Civil Liberties Advocates’ Worst Fears Realized with Patriot Act Scandal


Contact: Nick Berning or Josh Glasstetter at People For the American Way

Email: [email protected]

Phone Number: 202-467-4999

People For the American Way Calls for Immediate Congressional Action to Remedy Situation

WASHINGTON, D.C.—Americans learned today that the F.B.I. has been abusing its authority under the Patriot Act to obtain private information about American citizens without judicial approval. So says a report issued today by the Department of Justice’s inspector general.

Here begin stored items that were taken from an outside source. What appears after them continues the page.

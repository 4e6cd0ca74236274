//! SendGrid Marketing Campaigns (Single Sends).

use super::{ensure_success, EmailCampaignRequest, EmailProvider, LaunchedCampaign};
use crate::config::SendgridCredentials;
use crate::model::{CampaignStatus, MetricsSnapshot};
use anyhow::Context;
use async_trait::async_trait;
use chrono::SecondsFormat;
use serde_json::{json, Value};

const API_BASE: &str = "https://api.sendgrid.com/v3";

pub struct SendgridClient {
    client: reqwest::Client,
    creds: SendgridCredentials,
}

impl SendgridClient {
    pub fn new(client: reqwest::Client, creds: SendgridCredentials) -> Self {
        Self { client, creds }
    }

    fn single_send_body(&self, req: &EmailCampaignRequest) -> Value {
        let mut email_config = json!({
            "subject": req.subject,
            "html_content": req.html_content,
            "sender_id": self.creds.sender_id,
        });
        if let Some(plain) = &req.plain_content {
            email_config["plain_content"] = json!(plain);
        } else {
            email_config["generate_plain_content"] = json!(true);
        }
        if let Some(group) = self.creds.suppression_group_id {
            email_config["suppression_group_id"] = json!(group);
        }
        json!({
            "name": req.name,
            "send_to": {
                "list_ids": req.list_ids,
                "segment_ids": req.segment_ids,
            },
            "email_config": email_config,
        })
    }
}

pub fn parse_stats(body: &Value) -> MetricsSnapshot {
    let mut m = MetricsSnapshot::default();
    let Some(results) = body.get("results").and_then(|v| v.as_array()) else {
        return m;
    };
    for r in results {
        let Some(stats) = r.get("stats") else {
            continue;
        };
        let n = |k: &str| stats.get(k).and_then(|v| v.as_u64()).unwrap_or(0);
        m.impressions += n("delivered");
        m.opens += n("unique_opens");
        m.clicks += n("unique_clicks");
    }
    m
}

#[async_trait]
impl EmailProvider for SendgridClient {
    async fn send_campaign(&self, req: &EmailCampaignRequest) -> anyhow::Result<LaunchedCampaign> {
        anyhow::ensure!(
            !req.list_ids.is_empty() || !req.segment_ids.is_empty(),
            "an email campaign needs at least one list or segment"
        );

        let resp = self
            .client
            .post(format!("{API_BASE}/marketing/singlesends"))
            .bearer_auth(self.creds.api_key.expose())
            .json(&self.single_send_body(req))
            .send()
            .await?;
        let created: Value = ensure_success("SendGrid", resp).await?.json().await?;
        let id = created
            .get("id")
            .and_then(|v| v.as_str())
            .context("SendGrid API response missing single send id")?
            .to_string();

        let send_at = req
            .send_at
            .map(|t| t.to_rfc3339_opts(SecondsFormat::Secs, true))
            .unwrap_or_else(|| "now".to_string());
        let resp = self
            .client
            .put(format!("{API_BASE}/marketing/singlesends/{id}/schedule"))
            .bearer_auth(self.creds.api_key.expose())
            .json(&json!({ "send_at": send_at }))
            .send()
            .await?;
        ensure_success("SendGrid", resp).await?;

        tracing::info!(event = "provider_launch", provider = "sendgrid", external_id = %id, send_at = %send_at);
        Ok(LaunchedCampaign {
            external_id: id,
            status: if req.send_at.is_some() {
                CampaignStatus::Scheduled
            } else {
                CampaignStatus::Active
            },
        })
    }

    async fn fetch_metrics(&self, external_id: &str) -> anyhow::Result<MetricsSnapshot> {
        let resp = self
            .client
            .get(format!("{API_BASE}/marketing/stats/singlesends/{external_id}"))
            .bearer_auth(self.creds.api_key.expose())
            .send()
            .await?;
        let body: Value = ensure_success("SendGrid", resp).await?.json().await?;
        Ok(parse_stats(&body))
    }
}

#[cfg(test)]
mod tests {
    use super::*;
    use crate::config::Secret;

    fn client() -> SendgridClient {
        SendgridClient::new(
            reqwest::Client::new(),
            SendgridCredentials {
                api_key: Secret::new("k"),
                sender_id: 7,
                suppression_group_id: Some(3),
            },
        )
    }

    #[test]
    fn test_single_send_body() {
        let req = EmailCampaignRequest {
            name: "Launch".into(),
            subject: "Big news".into(),
            html_content: "<p>Hi</p>".into(),
            plain_content: None,
            list_ids: vec!["l1".into()],
            segment_ids: vec![],
            send_at: None,
        };
        let body = client().single_send_body(&req);
        assert_eq!(body["email_config"]["sender_id"], 7);
        assert_eq!(body["email_config"]["suppression_group_id"], 3);
        assert_eq!(body["email_config"]["generate_plain_content"], true);
        assert_eq!(body["send_to"]["list_ids"][0], "l1");
    }

    #[test]
    fn test_parse_stats() {
        let m = parse_stats(&json!({
            "results": [{ "id": "x", "stats": { "delivered": 950, "unique_opens": 300, "unique_clicks": 45 } }]
        }));
        assert_eq!(m.impressions, 950);
        assert_eq!(m.opens, 300);
        assert_eq!(m.clicks, 45);
        assert_eq!(m.open_rate().map(|r| (r * 1000.0).round()), Some(316.0));
    }
}
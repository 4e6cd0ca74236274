use super::{parse_args, success, ToolContext, ToolError};
use anyhow::Result;
use chrono::Utc;
use reach_core::errors::RegistryError;
use reach_core::model::{new_id, Campaign, CampaignStatus, MetricsSnapshot, Platform};
use reach_core::monitor::refresh_campaign;
use reach_core::providers::{default_currency, CampaignRequest, EmailCampaignRequest};
use reach_core::report;
use serde::Deserialize;
use serde_json::{json, Value};

pub async fn create_linkedin_campaign(ctx: &ToolContext, args: &Value) -> Result<Value> {
    launch_ad_campaign(ctx, Platform::Linkedin, args).await
}

pub async fn create_google_ads_campaign(ctx: &ToolContext, args: &Value) -> Result<Value> {
    launch_ad_campaign(ctx, Platform::GoogleAds, args).await
}

async fn launch_ad_campaign(ctx: &ToolContext, platform: Platform, args: &Value) -> Result<Value> {
    let req: CampaignRequest = match parse_args(args) {
        Ok(r) => r,
        Err(e) => return e.result(),
    };
    if let Some(end) = req.end_date {
        if end < req.start_date {
            return ToolError::invalid_args("end_date is before start_date").result();
        }
    }

    let adapter = ctx.providers.ad_platform(platform)?;
    let launched = adapter.launch(&req).await?;

    let config = if req.creative.is_object() {
        req.creative.clone()
    } else {
        json!({})
    };
    let campaign = Campaign {
        id: new_id(),
        platform,
        campaign_type: req.campaign_type,
        name: req.name,
        external_id: launched.external_id,
        start_date: req.start_date,
        daily_budget: req.daily_budget,
        currency: req.currency,
        status: launched.status,
        metrics: MetricsSnapshot::default(),
        config,
        created_at: Utc::now(),
    };
    ctx.campaigns.insert(campaign.clone());
    tracing::info!(
        event = "campaign_registered",
        campaign_id = %campaign.id,
        platform = platform.as_str(),
        external_id = %campaign.external_id
    );

    success(
        report::campaign_launched(&campaign),
        json!({ "campaign": campaign }),
    )
}

pub async fn send_email_campaign(ctx: &ToolContext, args: &Value) -> Result<Value> {
    let req: EmailCampaignRequest = match parse_args(args) {
        Ok(r) => r,
        Err(e) => return e.result(),
    };
    if req.list_ids.is_empty() && req.segment_ids.is_empty() {
        return ToolError::invalid_args("provide at least one of list_ids or segment_ids").result();
    }

    let launched = ctx.providers.email()?.send_campaign(&req).await?;
    let campaign = Campaign {
        id: new_id(),
        platform: Platform::Email,
        campaign_type: "single_send".into(),
        name: req.name.clone(),
        external_id: launched.external_id,
        start_date: req.send_at.unwrap_or_else(Utc::now).date_naive(),
        daily_budget: 0.0,
        currency: default_currency(),
        status: launched.status,
        metrics: MetricsSnapshot::default(),
        config: json!({ "subject": req.subject }),
        created_at: Utc::now(),
    };
    ctx.campaigns.insert(campaign.clone());

    let when = match req.send_at {
        Some(t) => format!("Scheduled for: {}", t.to_rfc3339()),
        None => "Sent: now".to_string(),
    };
    let summary = [
        "Email campaign created".to_string(),
        format!("Campaign ID: {}", campaign.id),
        format!("Provider ID: {}", campaign.external_id),
        format!("Subject: {}", req.subject),
        format!(
            "Recipients: {} list(s), {} segment(s)",
            req.list_ids.len(),
            req.segment_ids.len()
        ),
        when,
    ]
    .join("\n");
    success(summary, json!({ "campaign": campaign }))
}

#[derive(Deserialize)]
struct MetricsArgs {
    #[serde(default)]
    campaign_id: Option<String>,
    #[serde(default)]
    refresh: bool,
}

pub async fn get_campaign_metrics(ctx: &ToolContext, args: &Value) -> Result<Value> {
    let a: MetricsArgs = match parse_args(args) {
        Ok(a) => a,
        Err(e) => return e.result(),
    };

    let Some(id) = a.campaign_id else {
        let all = ctx.campaigns.list();
        return success(report::campaigns_overview(&all), json!({ "campaigns": all }));
    };

    let campaign = if a.refresh {
        refresh_campaign(&ctx.monitor_context(), &id).await?
    } else {
        ctx.campaigns
            .get(&id)
            .ok_or_else(|| RegistryError::NotFound(format!("campaign {id}")))?
    };
    success(
        report::campaign_metrics(&campaign),
        json!({
            "campaign": campaign,
            "rates": {
                "ctr": campaign.metrics.ctr(),
                "conversion_rate": campaign.metrics.conversion_rate(),
                "open_rate": campaign.metrics.open_rate(),
                "cost_per_click": campaign.metrics.cost_per_click(),
                "cost_per_conversion": campaign.metrics.cost_per_conversion(),
            }
        }),
    )
}

#[derive(Deserialize)]
struct PauseArgs {
    campaign_id: String,
    #[serde(default)]
    action: Option<String>,
}

pub async fn pause_campaign(ctx: &ToolContext, args: &Value) -> Result<Value> {
    let a: PauseArgs = match parse_args(args) {
        Ok(a) => a,
        Err(e) => return e.result(),
    };
    let target = match a.action.as_deref().unwrap_or("pause") {
        "resume" => CampaignStatus::Active,
        _ => CampaignStatus::Paused,
    };

    let campaign = ctx
        .campaigns
        .get(&a.campaign_id)
        .ok_or_else(|| RegistryError::NotFound(format!("campaign {}", a.campaign_id)))?;
    if campaign.platform == Platform::Email {
        return Err(RegistryError::InvalidState(
            "email campaigns cannot be paused once sent".into(),
        )
        .into());
    }
    if campaign.status == target {
        return ToolError::new(
            "E_INVALID_STATE",
            &format!("campaign {} is already {}", campaign.id, target.as_str()),
        )
        .result();
    }

    ctx.providers
        .ad_platform(campaign.platform)?
        .set_status(&campaign.external_id, target)
        .await?;
    ctx.campaigns.set_status(&campaign.id, target)?;
    tracing::info!(event = "campaign_status", campaign_id = %campaign.id, status = target.as_str());

    success(
        format!(
            "Campaign {} ({}) is now {}",
            campaign.name,
            campaign.platform.display_name(),
            target.as_str()
        ),
        json!({ "campaign_id": campaign.id, "status": target }),
    )
}

#[cfg(test)]
mod tests {
    use super::*;
    use crate::tools::handle_call;
    use crate::tools::test_support::*;

    fn linkedin_args() -> Value {
        json!({
            "name": "Q3 ABM",
            "campaign_type": "sponsored_content",
            "objective": "lead_generation",
            "daily_budget": 75,
            "start_date": "2026-07-01",
            "targeting": { "job_titles": ["urn:li:title:10"] },
            "creative": { "headline": "Ship faster" }
        })
    }

    #[tokio::test]
    async fn test_linkedin_launch_registers_campaign() {
        let (ctx, sb) = sandbox_ctx();
        let out = handle_call(&ctx, "create_linkedin_campaign", &linkedin_args())
            .await
            .unwrap();
        let summary = out["summary"].as_str().unwrap();
        assert!(summary.contains("LinkedIn Ads campaign created"));
        assert!(summary.contains("Daily budget: 75.00 USD"));

        let id = out["data"]["campaign"]["id"].as_str().unwrap();
        let c = ctx.campaigns.get(id).unwrap();
        assert_eq!(c.external_id, "sbx-li-000001");
        assert_eq!(c.config["headline"], "Ship faster");
        assert_eq!(sb.linkedin.status_of("sbx-li-000001"), Some(CampaignStatus::Active));
    }

    #[tokio::test]
    async fn test_end_before_start_rejected() {
        let (ctx, _) = sandbox_ctx();
        let mut args = linkedin_args();
        args["end_date"] = json!("2026-06-01");
        let out = handle_call(&ctx, "create_linkedin_campaign", &args).await.unwrap();
        assert_eq!(error_code_of(&out), Some("E_INVALID_ARGS"));
        assert!(ctx.campaigns.is_empty());
    }

    #[tokio::test]
    async fn test_unconfigured_platform() {
        let ctx = ToolContext::new(Default::default(), Default::default());
        let out = handle_call(&ctx, "create_linkedin_campaign", &linkedin_args())
            .await
            .unwrap();
        assert_eq!(error_code_of(&out), Some("E_NOT_CONFIGURED"));
    }

    #[tokio::test]
    async fn test_provider_failure_maps_to_provider_code() {
        let (ctx, sb) = sandbox_ctx();
        sb.linkedin.set_failing(true);
        let out = handle_call(&ctx, "create_linkedin_campaign", &linkedin_args())
            .await
            .unwrap();
        assert_eq!(error_code_of(&out), Some("E_PROVIDER"));
    }

    #[tokio::test]
    async fn test_email_needs_recipients() {
        let (ctx, sb) = sandbox_ctx();
        let args = json!({ "name": "n", "subject": "s", "html_content": "<p>h</p>" });
        let out = handle_call(&ctx, "send_email_campaign", &args).await.unwrap();
        assert_eq!(error_code_of(&out), Some("E_INVALID_ARGS"));
        assert!(sb.email.sent().is_empty());
    }

    #[tokio::test]
    async fn test_scheduled_email() {
        let (ctx, _) = sandbox_ctx();
        let args = json!({
            "name": "Webinar invite",
            "subject": "Join us",
            "html_content": "<p>Thursday</p>",
            "list_ids": ["l-1"],
            "send_at": "2026-09-01T15:00:00Z"
        });
        let out = handle_call(&ctx, "send_email_campaign", &args).await.unwrap();
        assert_eq!(out["data"]["campaign"]["status"], "scheduled");
        assert_eq!(out["data"]["campaign"]["start_date"], "2026-09-01");
        assert!(out["summary"].as_str().unwrap().contains("Scheduled for:"));
    }

    #[tokio::test]
    async fn test_metrics_refresh_and_overview() {
        let (ctx, sb) = sandbox_ctx();
        let out = handle_call(&ctx, "create_linkedin_campaign", &linkedin_args())
            .await
            .unwrap();
        let id = out["data"]["campaign"]["id"].as_str().unwrap().to_string();
        sb.linkedin.set_metrics(
            "sbx-li-000001",
            MetricsSnapshot {
                impressions: 1000,
                clicks: 30,
                ..MetricsSnapshot::default()
            },
        );

        let out = handle_call(
            &ctx,
            "get_campaign_metrics",
            &json!({ "campaign_id": id, "refresh": true }),
        )
        .await
        .unwrap();
        assert!(out["summary"].as_str().unwrap().contains("CTR: 3.00%"));
        assert_eq!(out["data"]["rates"]["conversion_rate"], 0.0);

        let all = handle_call(&ctx, "get_campaign_metrics", &json!({})).await.unwrap();
        assert!(all["summary"].as_str().unwrap().starts_with("1 campaign(s)"));
    }

    #[tokio::test]
    async fn test_unknown_campaign_not_found() {
        let (ctx, _) = sandbox_ctx();
        let out = handle_call(&ctx, "get_campaign_metrics", &json!({ "campaign_id": "nope" }))
            .await
            .unwrap();
        assert_eq!(error_code_of(&out), Some("E_NOT_FOUND"));
    }

    #[tokio::test]
    async fn test_pause_and_resume() {
        let (ctx, sb) = sandbox_ctx();
        let out = handle_call(&ctx, "create_linkedin_campaign", &linkedin_args())
            .await
            .unwrap();
        let id = out["data"]["campaign"]["id"].as_str().unwrap().to_string();

        let out = handle_call(&ctx, "pause_campaign", &json!({ "campaign_id": id }))
            .await
            .unwrap();
        assert!(out["summary"].as_str().unwrap().ends_with("is now paused"));
        assert_eq!(sb.linkedin.status_of("sbx-li-000001"), Some(CampaignStatus::Paused));
        assert!(ctx.campaigns.list_active().is_empty());

        let again = handle_call(&ctx, "pause_campaign", &json!({ "campaign_id": id }))
            .await
            .unwrap();
        assert_eq!(error_code_of(&again), Some("E_INVALID_STATE"));

        handle_call(
            &ctx,
            "pause_campaign",
            &json!({ "campaign_id": id, "action": "resume" }),
        )
        .await
        .unwrap();
        assert_eq!(ctx.campaigns.list_active().len(), 1);
    }
}
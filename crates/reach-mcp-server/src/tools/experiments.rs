use super::{parse_args, success, ToolContext, ToolError};
use anyhow::Result;
use reach_core::errors::RegistryError;
use reach_core::experiment::{evaluate, ExperimentSpec};
use reach_core::model::{ExperimentStatus, MetricsSnapshot, Platform};
use reach_core::monitor::check_experiment;
use reach_core::report;
use serde::Deserialize;
use serde_json::{json, Value};

pub async fn start_ab_test(ctx: &ToolContext, args: &Value) -> Result<Value> {
    let spec: ExperimentSpec = match parse_args(args) {
        Ok(s) => s,
        Err(e) => return e.result(),
    };
    if let Some(cid) = &spec.campaign_id {
        let Some(campaign) = ctx.campaigns.get(cid) else {
            return ToolError::new("E_NOT_FOUND", &format!("campaign {cid} is not registered"))
                .result();
        };
        // Variants are read through `channel` and winners pushed to the
        // campaign's platform, so the two must agree.
        if campaign.platform != spec.channel {
            return ToolError::invalid_args(format!(
                "campaign {cid} runs on {}, not {}",
                campaign.platform.as_str(),
                spec.channel.as_str()
            ))
            .result();
        }
        if spec.auto_implement && campaign.platform == Platform::Email {
            return ToolError::invalid_args("auto_implement is not available for email campaigns")
                .result();
        }
    }
    let exp = match spec.into_experiment() {
        Ok(e) => e,
        Err(e) => return ToolError::invalid_args(e).result(),
    };

    ctx.experiments.insert(exp.clone());
    tracing::info!(
        event = "test_started",
        test_id = %exp.id,
        variants = exp.variants.len(),
        metric = exp.success_metric.as_str()
    );
    success(report::experiment_started(&exp), json!({ "test": exp }))
}

#[derive(Deserialize)]
struct ResultsArgs {
    test_id: String,
    #[serde(default)]
    refresh: bool,
}

pub async fn get_ab_test_results(ctx: &ToolContext, args: &Value) -> Result<Value> {
    let a: ResultsArgs = match parse_args(args) {
        Ok(a) => a,
        Err(e) => return e.result(),
    };
    let exp = ctx
        .experiments
        .get(&a.test_id)
        .ok_or_else(|| RegistryError::NotFound(format!("test {}", a.test_id)))?;

    let evaluation = if a.refresh && exp.status == ExperimentStatus::Running {
        check_experiment(&ctx.monitor_context(), &exp.id)
            .await?
            .evaluation
    } else {
        evaluate(&exp, ctx.cfg.min_trials)
    };
    // Re-read: a refresh may have completed the test.
    let exp = ctx.experiments.get(&exp.id).unwrap_or(exp);

    success(
        report::experiment_results(&exp, &evaluation),
        json!({ "test": exp, "evaluation": evaluation }),
    )
}

#[derive(Deserialize)]
#[serde(rename_all = "snake_case")]
enum Action {
    Pause,
    Resume,
    RecordMetrics,
}

#[derive(Deserialize)]
struct ManageArgs {
    test_id: String,
    action: Action,
    #[serde(default)]
    variant: Option<String>,
    #[serde(default)]
    metrics: Option<MetricsSnapshot>,
}

pub async fn manage_ab_test(ctx: &ToolContext, args: &Value) -> Result<Value> {
    let a: ManageArgs = match parse_args(args) {
        Ok(a) => a,
        Err(e) => return e.result(),
    };
    let exp = ctx
        .experiments
        .get(&a.test_id)
        .ok_or_else(|| RegistryError::NotFound(format!("test {}", a.test_id)))?;

    let summary = match a.action {
        Action::Pause => {
            ctx.experiments.set_status(&exp.id, ExperimentStatus::Paused)?;
            format!("A/B test {} paused", exp.id)
        }
        Action::Resume => {
            ctx.experiments.set_status(&exp.id, ExperimentStatus::Running)?;
            format!("A/B test {} resumed", exp.id)
        }
        Action::RecordMetrics => {
            let (Some(name), Some(metrics)) = (a.variant, a.metrics) else {
                return ToolError::invalid_args("record_metrics needs variant and metrics")
                    .result();
            };
            let Some(index) = exp.variants.iter().position(|v| v.name == name) else {
                return ToolError::new(
                    "E_NOT_FOUND",
                    &format!("variant '{name}' not in test {}", exp.id),
                )
                .result();
            };
            if exp.variants[index].external_id.is_some() {
                return ToolError::new(
                    "E_INVALID_STATE",
                    &format!("variant '{name}' reports its own metrics from {}", exp.channel.as_str()),
                )
                .result();
            }
            ctx.experiments
                .update_variant_metrics(&exp.id, index, metrics)?;
            format!("Recorded metrics for variant {name} of A/B test {}", exp.id)
        }
    };

    let exp = ctx.experiments.get(&exp.id).unwrap_or(exp);
    tracing::info!(event = "test_managed", test_id = %exp.id, status = exp.status.as_str());
    success(summary, json!({ "test": exp }))
}
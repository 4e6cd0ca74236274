use super::{parse_args, success, ToolContext, ToolError};
use crate::cache::sha256_hex;
use anyhow::Result;
use chrono::Utc;
use reach_core::model::{new_id, ContentItem};
use reach_core::providers::ContentRequest;
use reach_core::publish::{self, Channel, EmailDefaults};
use reach_core::report;
use serde::Deserialize;
use serde_json::{json, Value};

#[derive(Deserialize)]
struct GenerateArgs {
    #[serde(flatten)]
    request: ContentRequest,
    #[serde(default)]
    provider: Option<String>,
    #[serde(default = "yes")]
    use_library: bool,
}

fn yes() -> bool {
    true
}

/// Library key: identical requests to the same provider share one item.
fn library_key(req: &ContentRequest, provider: &str) -> Result<String> {
    let canonical = serde_json::to_vec(&json!({ "provider": provider, "request": req }))?;
    Ok(sha256_hex(&canonical))
}

pub async fn generate_content(ctx: &ToolContext, args: &Value) -> Result<Value> {
    let a: GenerateArgs = match parse_args(args) {
        Ok(a) => a,
        Err(e) => return e.result(),
    };

    let generator = ctx.providers.content(a.provider.as_deref())?;
    let key = library_key(&a.request, generator.provider_name())?;

    if a.use_library {
        if let Some(item) = ctx.caches.library.get(&key) {
            tracing::debug!(event = "cache_hit", cache = "content_library", key = %key);
            return success(
                report::content(&item, true),
                json!({ "content": item, "from_library": true }),
            );
        }
    }

    let body = generator.generate(&a.request).await?;
    let item = ContentItem {
        id: new_id(),
        content_type: a.request.content_type,
        topic: a.request.topic.clone(),
        provider: generator.provider_name().to_string(),
        body,
        created_at: Utc::now(),
    };
    ctx.caches.library.insert(key, item.clone());
    tracing::info!(
        event = "content_generated",
        content_id = %item.id,
        provider = generator.provider_name(),
        content_type = item.content_type.as_str()
    );

    success(
        report::content(&item, false),
        json!({ "content": item, "from_library": false }),
    )
}

#[derive(Deserialize, Default)]
struct ChannelFlags {
    #[serde(default)]
    linkedin: bool,
    #[serde(default)]
    email: bool,
}

#[derive(Deserialize)]
struct PublishArgs {
    #[serde(default)]
    text: Option<String>,
    #[serde(default)]
    content_id: Option<String>,
    channels: ChannelFlags,
    #[serde(default)]
    email: EmailDefaults,
}

pub async fn publish_content(ctx: &ToolContext, args: &Value) -> Result<Value> {
    let a: PublishArgs = match parse_args(args) {
        Ok(a) => a,
        Err(e) => return e.result(),
    };

    let text = match (a.text, a.content_id) {
        (Some(t), None) => t,
        (None, Some(id)) => match ctx.caches.library.find_by_id(&id) {
            Some(item) => item.body,
            None => {
                return ToolError::new("E_NOT_FOUND", &format!("content {id} not in library"))
                    .result()
            }
        },
        _ => {
            return ToolError::invalid_args("provide exactly one of text or content_id").result()
        }
    };

    let mut channels = Vec::new();
    if a.channels.linkedin {
        channels.push(Channel::Linkedin);
    }
    if a.channels.email {
        channels.push(Channel::Email);
    }
    if channels.is_empty() {
        return ToolError::invalid_args("no channel selected").result();
    }

    let outcome = publish::publish(&ctx.providers, &text, &channels, &a.email).await;
    tracing::info!(
        event = "content_published",
        succeeded = outcome.succeeded(),
        failed = outcome.failed()
    );
    success(report::publish(&outcome), json!({ "report": outcome }))
}

#[cfg(test)]
mod tests {
    use super::*;
    use crate::tools::handle_call;
    use crate::tools::test_support::*;

    fn gen_args() -> Value {
        json!({
            "content_type": "social_post",
            "topic": "release notes",
            "keywords": ["changelog"]
        })
    }

    #[tokio::test]
    async fn test_identical_request_served_from_library() {
        let (ctx, _) = sandbox_ctx();
        let first = handle_call(&ctx, "generate_content", &gen_args()).await.unwrap();
        assert_eq!(first["data"]["from_library"], false);
        assert!(first["summary"]
            .as_str()
            .unwrap()
            .contains("[social_post] release notes"));

        let second = handle_call(&ctx, "generate_content", &gen_args()).await.unwrap();
        assert_eq!(second["data"]["from_library"], true);
        assert_eq!(second["data"]["content"]["id"], first["data"]["content"]["id"]);

        let mut fresh = gen_args();
        fresh["use_library"] = json!(false);
        let third = handle_call(&ctx, "generate_content", &fresh).await.unwrap();
        assert_ne!(third["data"]["content"]["id"], first["data"]["content"]["id"]);
    }

    #[tokio::test]
    async fn test_unconfigured_provider_named() {
        let (ctx, _) = sandbox_ctx();
        let mut args = gen_args();
        args["provider"] = json!("openai");
        let out = handle_call(&ctx, "generate_content", &args).await.unwrap();
        assert_eq!(error_code_of(&out), Some("E_NOT_CONFIGURED"));
    }

    #[tokio::test]
    async fn test_publish_library_item_with_partial_failure() {
        let (ctx, sb) = sandbox_ctx();
        let gen = handle_call(&ctx, "generate_content", &gen_args()).await.unwrap();
        let id = gen["data"]["content"]["id"].as_str().unwrap();
        sb.email.set_failing(true);

        let out = handle_call(
            &ctx,
            "publish_content",
            &json!({
                "content_id": id,
                "channels": { "linkedin": true, "email": true },
                "email": { "list_ids": ["l-1"] }
            }),
        )
        .await
        .unwrap();
        assert!(out.get("error").is_none());
        let summary = out["summary"].as_str().unwrap();
        assert!(summary.starts_with("Published to 1 of 2 channel(s)"));
        assert_eq!(out["data"]["report"]["outcomes"][1]["ok"], false);
        assert_eq!(sb.social.posts().len(), 1);
    }

    #[tokio::test]
    async fn test_publish_requires_a_channel_and_one_source() {
        let (ctx, _) = sandbox_ctx();
        let none = handle_call(
            &ctx,
            "publish_content",
            &json!({ "text": "hi", "channels": {} }),
        )
        .await
        .unwrap();
        assert_eq!(error_code_of(&none), Some("E_INVALID_ARGS"));

        let both = handle_call(
            &ctx,
            "publish_content",
            &json!({ "text": "hi", "content_id": "x", "channels": { "linkedin": true } }),
        )
        .await
        .unwrap();
        assert_eq!(error_code_of(&both), Some("E_INVALID_ARGS"));
    }
}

At issue are “national security letters”—an executive branch mechanism that was greatly expanded by the Patriot Act and essentially allows the government to circumvent the longstanding requirement that warrants be obtained before individuals’ private data, such as telephone records, bank statements, or Internet data can be examined without those individuals’ approval. According to the inspector general’s report, the F.B.I. has been obtaining national security letters inappropriately or even illegally, and the result has been an unwarranted intrusion into Americans’ privacy.

“This scandalous abuse of power is exactly why we opposed the Patriot Act in the first place,” said Ralph G. Neas, president of People For the American Way, a national nonpartisan civil rights and liberties organization. “Our nation’s founders made the judiciary an independent check on the executive branch of government for a reason. They knew that without checks and balances, it is far too easy for government officials to abuse their power to the detriment of our constitutional rights. That’s exactly what we’re seeing now. The Patriot Act undermines checks and balances, and this is the consequence.”

Numerous civil liberties organizations and privacy advocates, including People For the American Way, opposed the Patriot Act when it was first introduced in 2001 and when provisions of the act were reauthorized last February, in part because of fears that national security letter authority would be abused. Today, those advocates called on the new Congress to make the repeal of those provisions of the Patriot Act a top priority.

“The fact is, it is possible to protect civil rights and liberties and make Americans more secure. Unfortunately, this administration appears to be doing neither,” Neas said. “Those who have abused their authority or broken the law must be held accountable. And Congress must realize that as long as these egregious provisions of the Patriot Act remain in place, our civil liberties will suffer. Congress should move to repeal these provisions, including the ones involving national security letters, immediately. We commend Senator Patrick Leahy and the others who have called for hearings into this matter, and we urge them to move quickly. We also encourage them to investigate other Bush administration threats to Americans’ civil liberties, including the NSA warrantless wiretapping program and a recent Foreign Intelligence Surveillance Court order regarding that program.”